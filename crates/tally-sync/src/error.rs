//! # Sync Error Types
//!
//! Error types for the session layer. Every remote failure is converted into
//! one of these at the call site; raw transport errors never escape.
//!
//! ## Error Hierarchy
//! ```text
//! ┌─────────────────────────────────────────────────────────────────────────┐
//! │                       Sync Error Categories                             │
//! │                                                                         │
//! │  ┌─────────────────┐  ┌─────────────────┐  ┌─────────────────────────┐ │
//! │  │  Configuration  │  │  Loads (warn)   │  │  Invariants (block)     │ │
//! │  │                 │  │                 │  │                         │ │
//! │  │  InvalidConfig  │  │  Load           │  │  Core(RoundClosed)      │ │
//! │  │  InvalidUrl     │  │  Timeout        │  │  Core(AlreadyClosed)    │ │
//! │  │  ConfigLoad...  │  │  RowsDropped    │  │  Core(InvalidRoundState)│ │
//! │  └─────────────────┘  └─────────────────┘  └─────────────────────────┘ │
//! │                                                                         │
//! │  ┌─────────────────┐                                                    │
//! │  │  Remote         │  submit rejected by the service                   │
//! │  └─────────────────┘                                                    │
//! └─────────────────────────────────────────────────────────────────────────┘
//! ```

use tally_core::{CoreError, ValidationError, Warehouse};
use thiserror::Error;

/// Result type alias for session operations.
pub type SyncResult<T> = Result<T, SyncError>;

/// What a fetch was loading, for messages and logs.
#[derive(Debug, Clone, Copy, PartialEq, Eq, Hash)]
pub enum LoadTarget {
    Catalog,
    Snapshot(Warehouse),
    Counts(Warehouse),
    Rounds,
}

impl std::fmt::Display for LoadTarget {
    fn fmt(&self, f: &mut std::fmt::Formatter<'_>) -> std::fmt::Result {
        match self {
            LoadTarget::Catalog => write!(f, "catalog"),
            LoadTarget::Snapshot(w) => write!(f, "system snapshot for warehouse {}", w),
            LoadTarget::Counts(w) => write!(f, "physical counts for warehouse {}", w),
            LoadTarget::Rounds => write!(f, "available rounds"),
        }
    }
}

/// Session error type.
#[derive(Debug, Error)]
pub enum SyncError {
    // =========================================================================
    // Configuration Errors
    // =========================================================================
    /// Invalid configuration value.
    #[error("Invalid configuration: {0}")]
    InvalidConfig(String),

    /// Invalid service URL.
    #[error("Invalid service URL: {0}")]
    InvalidUrl(String),

    /// Failed to load config file.
    #[error("Failed to load config: {0}")]
    ConfigLoadFailed(String),

    /// Failed to save config file.
    #[error("Failed to save config: {0}")]
    ConfigSaveFailed(String),

    // =========================================================================
    // Load Errors (degrade to last known good)
    // =========================================================================
    /// A fetch failed or returned an unusable payload.
    #[error("Could not load {target}: {reason}")]
    Load { target: LoadTarget, reason: String },

    /// A fetch did not answer in time and was cancelled.
    #[error("Timed out loading {target} after {secs} seconds")]
    Timeout { target: LoadTarget, secs: u64 },

    // =========================================================================
    // Remote Errors
    // =========================================================================
    /// The service refused or failed an operation that is not a load.
    #[error("Counting service error: {0}")]
    Remote(String),

    // =========================================================================
    // Core Errors
    // =========================================================================
    /// Business rule violation or validation failure from tally-core.
    #[error(transparent)]
    Core(#[from] CoreError),
}

// =============================================================================
// Error Conversions
// =============================================================================

impl From<ValidationError> for SyncError {
    fn from(err: ValidationError) -> Self {
        SyncError::Core(CoreError::Validation(err))
    }
}

impl From<serde_json::Error> for SyncError {
    fn from(err: serde_json::Error) -> Self {
        SyncError::Remote(format!("malformed payload: {}", err))
    }
}

impl From<url::ParseError> for SyncError {
    fn from(err: url::ParseError) -> Self {
        SyncError::InvalidUrl(err.to_string())
    }
}

impl From<std::io::Error> for SyncError {
    fn from(err: std::io::Error) -> Self {
        SyncError::ConfigLoadFailed(err.to_string())
    }
}

impl From<toml::de::Error> for SyncError {
    fn from(err: toml::de::Error) -> Self {
        SyncError::ConfigLoadFailed(err.to_string())
    }
}

impl From<toml::ser::Error> for SyncError {
    fn from(err: toml::ser::Error) -> Self {
        SyncError::ConfigSaveFailed(err.to_string())
    }
}

// =============================================================================
// Error Categorization
// =============================================================================

impl SyncError {
    /// Returns true if this error should be shown as a non-fatal warning.
    ///
    /// ## Warnings
    /// - Load failures and timeouts (state falls back to last known good)
    /// - Dropped malformed rows
    ///
    /// Invariant violations and config errors are never warnings.
    pub fn is_warning(&self) -> bool {
        match self {
            SyncError::Load { .. } | SyncError::Timeout { .. } => true,
            SyncError::Core(CoreError::Validation(ValidationError::RowsDropped { .. })) => true,
            _ => false,
        }
    }

    /// Returns true for round state-machine violations (a UI state bug).
    pub fn is_invariant_violation(&self) -> bool {
        matches!(self, SyncError::Core(e) if e.is_invariant_violation())
    }

    /// Returns true if this error indicates a configuration problem.
    pub fn is_config_error(&self) -> bool {
        matches!(
            self,
            SyncError::InvalidConfig(_)
                | SyncError::InvalidUrl(_)
                | SyncError::ConfigLoadFailed(_)
                | SyncError::ConfigSaveFailed(_)
        )
    }

    /// Returns true if this was a timeout.
    pub fn is_timeout(&self) -> bool {
        matches!(self, SyncError::Timeout { .. })
    }
}

#[cfg(test)]
mod tests {
    use super::*;

    #[test]
    fn test_warning_errors() {
        assert!(SyncError::Load {
            target: LoadTarget::Catalog,
            reason: "offline".into()
        }
        .is_warning());
        assert!(SyncError::Timeout {
            target: LoadTarget::Snapshot(Warehouse::A),
            secs: 30
        }
        .is_warning());
        assert!(SyncError::from(ValidationError::RowsDropped {
            what: "catalog".into(),
            dropped: 2
        })
        .is_warning());

        assert!(!SyncError::InvalidConfig("bad".into()).is_warning());
        assert!(!SyncError::Remote("rejected".into()).is_warning());
    }

    #[test]
    fn test_invariant_violation() {
        let err = SyncError::from(CoreError::RoundClosed {
            warehouse: Warehouse::B,
            number: "3".into(),
        });
        assert!(err.is_invariant_violation());
        assert!(!err.is_warning());
        assert!(err.to_string().contains("closed"));
    }

    #[test]
    fn test_timeout_display() {
        let err = SyncError::Timeout {
            target: LoadTarget::Snapshot(Warehouse::A),
            secs: 30,
        };
        assert!(err.is_timeout());
        assert!(err.to_string().contains("warehouse A"));
        assert!(err.to_string().contains("30"));
    }

    #[test]
    fn test_config_errors() {
        assert!(SyncError::InvalidUrl("x".into()).is_config_error());
        assert!(!SyncError::Remote("x".into()).is_config_error());
    }
}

○ ○ ○

**Problem requirements**. Each record shown above is to be given again exactly.

**Task output**.
filename crates/tally-sync/src/error.rs
//! # Sync Error Types
//!
//! Error types for the session layer. Every remote failure is converted into
//! one of these at the call site; raw transport errors never escape.
//!
//! ## Error Hierarchy
//! ```text
//! ┌─────────────────────────────────────────────────────────────────────────┐
//! │                       Sync Error Categories                             │
//! │                                                                         │
//! │  ┌─────────────────┐  ┌─────────────────┐  ┌─────────────────────────┐ │
//! │  │  Configuration  │  │  Loads (warn)   │  │  Invariants (block)     │ │
//! │  │                 │  │                 │  │                         │ │
//! │  │  InvalidConfig  │  │  Load           │  │  Core(RoundClosed)      │ │
//! │  │  InvalidUrl     │  │  Timeout        │  │  Core(AlreadyClosed)    │ │
//! │  │  ConfigLoad...  │  │  RowsDropped    │  │  Core(InvalidRoundState)│ │
//! │  └─────────────────┘  └─────────────────┘  └─────────────────────────┘ │
//! │                                                                         │
//! │  ┌─────────────────┐                                                    │
//! │  │  Remote         │  submit rejected by the service                   │
//! │  └─────────────────┘                                                    │
//! └─────────────────────────────────────────────────────────────────────────┘
//! ```

use tally_core::{CoreError, ValidationError, Warehouse};
use thiserror::Error;

/// Result type alias for session operations.
pub type SyncResult<T> = Result<T, SyncError>;

/// What a fetch was loading, for messages and logs.
#[derive(Debug, Clone, Copy, PartialEq, Eq, Hash)]
pub enum LoadTarget {
    Catalog,
    Snapshot(Warehouse),
    Counts(Warehouse),
    Rounds,
}

impl std::fmt::Display for LoadTarget {
    fn fmt(&self, f: &mut std::fmt::Formatter<'_>) -> std::fmt::Result {
        match self {
            LoadTarget::Catalog => write!(f, "catalog"),
            LoadTarget::Snapshot(w) => write!(f, "system snapshot for warehouse {}", w),
            LoadTarget::Counts(w) => write!(f, "physical counts for warehouse {}", w),
            LoadTarget::Rounds => write!(f, "available rounds"),
        }
    }
}

/// Session error type.
#[derive(Debug, Error)]
pub enum SyncError {
    // =========================================================================
    // Configuration Errors
    // =========================================================================
    /// Invalid configuration value.
    #[error("Invalid configuration: {0}")]
    InvalidConfig(String),

    /// Invalid service URL.
    #[error("Invalid service URL: {0}")]
    InvalidUrl(String),

    /// Failed to load config file.
    #[error("Failed to load config: {0}")]
    ConfigLoadFailed(String),

    /// Failed to save config file.
    #[error("Failed to save config: {0}")]
    ConfigSaveFailed(String),

    // =========================================================================
    // Load Errors (degrade to last known good)
    // =========================================================================
    /// A fetch failed or returned an unusable payload.
    #[error("Could not load {target}: {reason}")]
    Load { target: LoadTarget, reason: String },

    /// A fetch did not answer in time and was cancelled.
    #[error("Timed out loading {target} after {secs} seconds")]
    Timeout { target: LoadTarget, secs: u64 },

    // =========================================================================
    // Remote Errors
    // =========================================================================
    /// The service refused or failed an operation that is not a load.
    #[error("Counting service error: {0}")]
    Remote(String),

    // =========================================================================
    // Core Errors
    // =========================================================================
    /// Business rule violation or validation failure from tally-core.
    #[error(transparent)]
    Core(#[from] CoreError),
}

// =============================================================================
// Error Conversions
// =============================================================================

impl From<ValidationError> for SyncError {
    fn from(err: ValidationError) -> Self {
        SyncError::Core(CoreError::Validation(err))
    }
}

impl From<serde_json::Error> for SyncError {
    fn from(err: serde_json::Error) -> Self {
        SyncError::Remote(format!("malformed payload: {}", err))
    }
}

impl From<url::ParseError> for SyncError {
    fn from(err: url::ParseError) -> Self {
        SyncError::InvalidUrl(err.to_string())
    }
}

impl From<std::io::Error> for SyncError {
    fn from(err: std::io::Error) -> Self {
        SyncError::ConfigLoadFailed(err.to_string())
    }
}

impl From<toml::de::Error> for SyncError {
    fn from(err: toml::de::Error) -> Self {
        SyncError::ConfigLoadFailed(err.to_string())
    }
}

impl From<toml::ser::Error> for SyncError {
    fn from(err: toml::ser::Error) -> Self {
        SyncError::ConfigSaveFailed(err.to_string())
    }
}

// =============================================================================
// Error Categorization
// =============================================================================

impl SyncError {
    /// Returns true if this error should be shown as a non-fatal warning.
    ///
    /// ## Warnings
    /// - Load failures and timeouts (state falls back to last known good)
    /// - Dropped malformed rows
    ///
    /// Invariant violations and config errors are never warnings.
    pub fn is_warning(&self) -> bool {
        match self {
            SyncError::Load { .. } | SyncError::Timeout { .. } => true,
            SyncError::Core(CoreError::Validation(ValidationError::RowsDropped { .. })) => true,
            _ => false,
        }
    }

    /// Returns true for round state-machine violations (a UI state bug).
    pub fn is_invariant_violation(&self) -> bool {
        matches!(self, SyncError::Core(e) if e.is_invariant_violation())
    }

    /// Returns true if this error indicates a configuration problem.
    pub fn is_config_error(&self) -> bool {
        matches!(
            self,
            SyncError::InvalidConfig(_)
                | SyncError::InvalidUrl(_)
                | SyncError::ConfigLoadFailed(_)
                | SyncError::ConfigSaveFailed(_)
        )
    }

    /// Returns true if this was a timeout.
    pub fn is_timeout(&self) -> bool {
        matches!(self, SyncError::Timeout { .. })
    }
}

#[cfg(test)]
mod tests {
    use super::*;

    #[test]
    fn test_warning_errors() {
        assert!(SyncError::Load {
            target: LoadTarget::Catalog,
            reason: "offline".into()
        }
        .is_warning());
        assert!(SyncError::Timeout {
            target: LoadTarget::Snapshot(Warehouse::A),
            secs: 30
        }
        .is_warning());
        assert!(SyncError::from(ValidationError::RowsDropped {
            what: "catalog".into(),
            dropped: 2
        })
        .is_warning());

        assert!(!SyncError::InvalidConfig("bad".into()).is_warning());
        assert!(!SyncError::Remote("rejected".into()).is_warning());
    }

    #[test]
    fn test_invariant_violation() {
        let err = SyncError::from(CoreError::RoundClosed {
            warehouse: Warehouse::B,
            number: "3".into(),
        });
        assert!(err.is_invariant_violation());
        assert!(!err.is_warning());
        assert!(err.to_string().contains("closed"));
    }

    #[test]
    fn test_timeout_display() {
        let err = SyncError::Timeout {
            target: LoadTarget::Snapshot(Warehouse::A),
            secs: 30,
        };
        assert!(err.is_timeout());
        assert!(err.to_string().contains("warehouse A"));
        assert!(err.to_string().contains("30"));
    }

    #[test]
    fn test_config_errors() {
        assert!(SyncError::InvalidUrl("x".into()).is_config_error());
        assert!(!SyncError::Remote("x".into()).is_config_error());
    }
}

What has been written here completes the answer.